The authorities of Northern Ireland reacted on Monday morning to two new alerts for possible threats to national security. The notorious police activity came two days after the explosion of a car bomb in an action attributed to dissidents of the already inactive Irish Republican Army (IRA).
The first alert this week came after the Police of Northern Ireland (PSNI) received a call in which they reported the theft of a van in Creggan by three hooded, who “threw an object in the back” of that vehicle “before leaving, explained the source.
Hours later, the authorities reported a “second security alert.” “Just before 09:45 (Colombian time), we received information that a delivery vehicle had been hijacked by four masked men, one of whom would have a firearm,” the Northern Irish police announced. We recommend. Northern Ireland, a year without government
According to a police spokesman, the security forces have deployed security cords in different areas of the city and have evacuated residents of the Creggan neighborhood, mostly Catholic-nationalist.
In turn, the spokesman also indicated that the authorities have arrested today a fifth man, 50 years old, in connection with the attack perpetrated Saturday night with a car bomb, of which the Republican dissident group IRA is suspected.
No one was injured by Saturday’s blast, which occurred on Bishop Street, near a judicial building, forcing the evacuation of numerous people from a hotel and a youth club, according to the PSNI.
However, the explosion rekindled concern over the threats that the reinstatement of a border after Brexit would represent for the Good Friday Peace Agreement, which in 1998 ended three decades of bloody conflict between nationalist and unionist republicans loyal to the United Kingdom.

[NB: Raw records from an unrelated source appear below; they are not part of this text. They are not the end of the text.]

//! Self-adjusting tree rebalanced by access frequency.
//!
//! Structurally the same optimistic-read, lock-per-node tree as the AVL
//! variant, but nothing tracks heights. Every node counts hits on itself
//! and descents through each of its children; a search that finds its key
//! either semi-splays the node toward the root (when the search ran
//! deeper than `4 * log2(size)`) or performs a single counter-weighted
//! rotation against its parent. Hot keys migrate upward, cold subtrees
//! sink.
//!
//! The version word here keeps grow and shrink state separate: readers
//! only retry when a shrink (or unlink) intersected their traversal, so
//! grow-only rotations never invalidate an in-flight read.
//!
//! # Safety
//! Same reclamation model as the AVL tree: node memory is recycled by the
//! hazard manager and never freed before the tree drops, all shared node
//! fields are atomics, and stale readers are rejected by version
//! validation.

#![allow(unsafe_code)]
#![deny(unsafe_op_in_unsafe_fn)]

use crate::core::reclaim::HazardManager;
use crate::core::sets::{ConcurrentSet, KeyHash};
use crate::core::thread::ThreadContext;
use crossbeam::utils::CachePadded;
use parking_lot::Mutex;
use std::cmp::Ordering as KeyOrdering;
use std::marker::PhantomData;
use std::ptr;
use std::sync::atomic::{
    AtomicBool, AtomicI32, AtomicI64, AtomicPtr, AtomicU64, AtomicUsize, Ordering,
};

const SPIN_COUNT: usize = 100;

/// Above this log-size the global size counter is too contended and
/// per-thread deltas take over; the constant is log2(2 * threads^2) for
/// the thread counts the harness drives.
const BATCHED_SIZE_LOG_THRESHOLD: i32 = 15;

/// Version word layout: bit 0 = unlinked, bit 1 = grow lock, bit 2 =
/// shrink lock, 8 bits of grow count from bit 3, shrink count above.
const UNLINKED_OVL: u64 = 1;
const OVL_GROW_LOCK_MASK: u64 = 2;
const OVL_SHRINK_LOCK_MASK: u64 = 4;
const OVL_BITS_BEFORE_OVERFLOW: u32 = 8;
const OVL_GROW_COUNT_SHIFT: u32 = 3;
const OVL_GROW_COUNT_MASK: u64 = ((1 << OVL_BITS_BEFORE_OVERFLOW) - 1) << OVL_GROW_COUNT_SHIFT;
const OVL_SHRINK_COUNT_SHIFT: u32 = OVL_GROW_COUNT_SHIFT + OVL_BITS_BEFORE_OVERFLOW;

fn is_changing(ovl: u64) -> bool {
    ovl & (OVL_SHRINK_LOCK_MASK | OVL_GROW_LOCK_MASK) != 0
}

fn is_unlinked(ovl: u64) -> bool {
    ovl == UNLINKED_OVL
}

fn is_shrinking_or_unlinked(ovl: u64) -> bool {
    ovl & (OVL_SHRINK_LOCK_MASK | UNLINKED_OVL) != 0
}

/// Grow-only changes are invisible to readers: mask them out before
/// comparing the snapshot against the current word.
fn has_shrunk_or_unlinked(orig: u64, current: u64) -> bool {
    (orig ^ current) & !(OVL_GROW_LOCK_MASK | OVL_GROW_COUNT_MASK) != 0
}

fn begin_grow(ovl: u64) -> u64 {
    debug_assert!(!is_changing(ovl) && !is_unlinked(ovl));
    ovl | OVL_GROW_LOCK_MASK
}

fn end_grow(ovl: u64) -> u64 {
    // Overflow spills into the shrink count, which is fine.
    ovl + (1 << OVL_GROW_COUNT_SHIFT)
}

fn begin_shrink(ovl: u64) -> u64 {
    debug_assert!(!is_changing(ovl) && !is_unlinked(ovl));
    ovl | OVL_SHRINK_LOCK_MASK
}

fn end_shrink(ovl: u64) -> u64 {
    ovl + (1 << OVL_SHRINK_COUNT_SHIFT)
}

#[derive(Debug, Clone, Copy, PartialEq, Eq)]
enum Dir {
    Left,
    Right,
}

#[derive(Debug, Clone, Copy, PartialEq, Eq)]
enum Outcome {
    Found,
    NotFound,
    Retry,
}

pub struct Node {
    key: AtomicI32,
    present: AtomicBool,
    parent: AtomicPtr<Node>,
    change_ovl: AtomicU64,
    left: AtomicPtr<Node>,
    right: AtomicPtr<Node>,
    n_count: AtomicU64,
    l_count: AtomicU64,
    r_count: AtomicU64,
    lock: Mutex<()>,
}

impl Default for Node {
    fn default() -> Self {
        Self {
            key: AtomicI32::new(0),
            present: AtomicBool::new(false),
            parent: AtomicPtr::new(ptr::null_mut()),
            change_ovl: AtomicU64::new(0),
            left: AtomicPtr::new(ptr::null_mut()),
            right: AtomicPtr::new(ptr::null_mut()),
            n_count: AtomicU64::new(0),
            l_count: AtomicU64::new(0),
            r_count: AtomicU64::new(0),
            lock: Mutex::new(()),
        }
    }
}

impl Node {
    fn child(&self, dir: Dir) -> *mut Node {
        match dir {
            Dir::Left => self.left.load(Ordering::Acquire),
            Dir::Right => self.right.load(Ordering::Acquire),
        }
    }

    // Only valid with the node's lock held.
    fn set_child(&self, dir: Dir, child: *mut Node) {
        match dir {
            Dir::Left => self.left.store(child, Ordering::Release),
            Dir::Right => self.right.store(child, Ordering::Release),
        }
    }

    fn bump_descent(&self, dir: Dir) {
        match dir {
            Dir::Left => self.l_count.fetch_add(1, Ordering::Relaxed),
            Dir::Right => self.r_count.fetch_add(1, Ordering::Relaxed),
        };
    }

    fn wait_until_change_completed(&self, ovl: u64) {
        if !is_changing(ovl) {
            return;
        }
        for _ in 0..SPIN_COUNT {
            if self.change_ovl.load(Ordering::Acquire) != ovl {
                return;
            }
            std::hint::spin_loop();
        }
        drop(self.lock.lock());
    }
}

/// Concurrent ordered set backed by the counter-based tree.
pub struct CbTree<T> {
    root_holder: *mut Node,
    hazard: HazardManager<Node>,
    size: AtomicI64,
    log_size: AtomicI32,
    local_size: Box<[CachePadded<AtomicI64>]>,
    cursor: Box<[CachePadded<AtomicUsize>]>,
    threads: usize,
    _marker: PhantomData<fn(T) -> T>,
}

// SAFETY: shared node state is atomic or lock-protected; per-thread state
// (size deltas, hazard cursors) is indexed by the thread-id contract.
unsafe impl<T> Send for CbTree<T> {}
unsafe impl<T> Sync for CbTree<T> {}

const HAZARDS_PER_THREAD: usize = 6;
const PREFILL: usize = 50;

The five suspects remain in police custody in Derry for interrogation for up to seven days after their arrest, according to the British anti-terrorism law. Londonderry, located on the border with the Republic of Ireland, and also called Derry, is a city infamous for the “Bloody Sunday” of January 30, 1972, when British soldiers opened fire on participants in a peaceful march, causing 14 deaths.
The New IRA is formed by three terrorist groups that in July 2012 announced that they had joined forces to continue the armed struggle and pick up the independent witness of the former paramilitary arm of the Sinn Fein party, also known as the Provisional IRA (PIRA), already inactive.
This armed group, according to the security forces, is mainly nourished by members of the Authentic IRA (RIRA), which was split from the PIRA in 1997.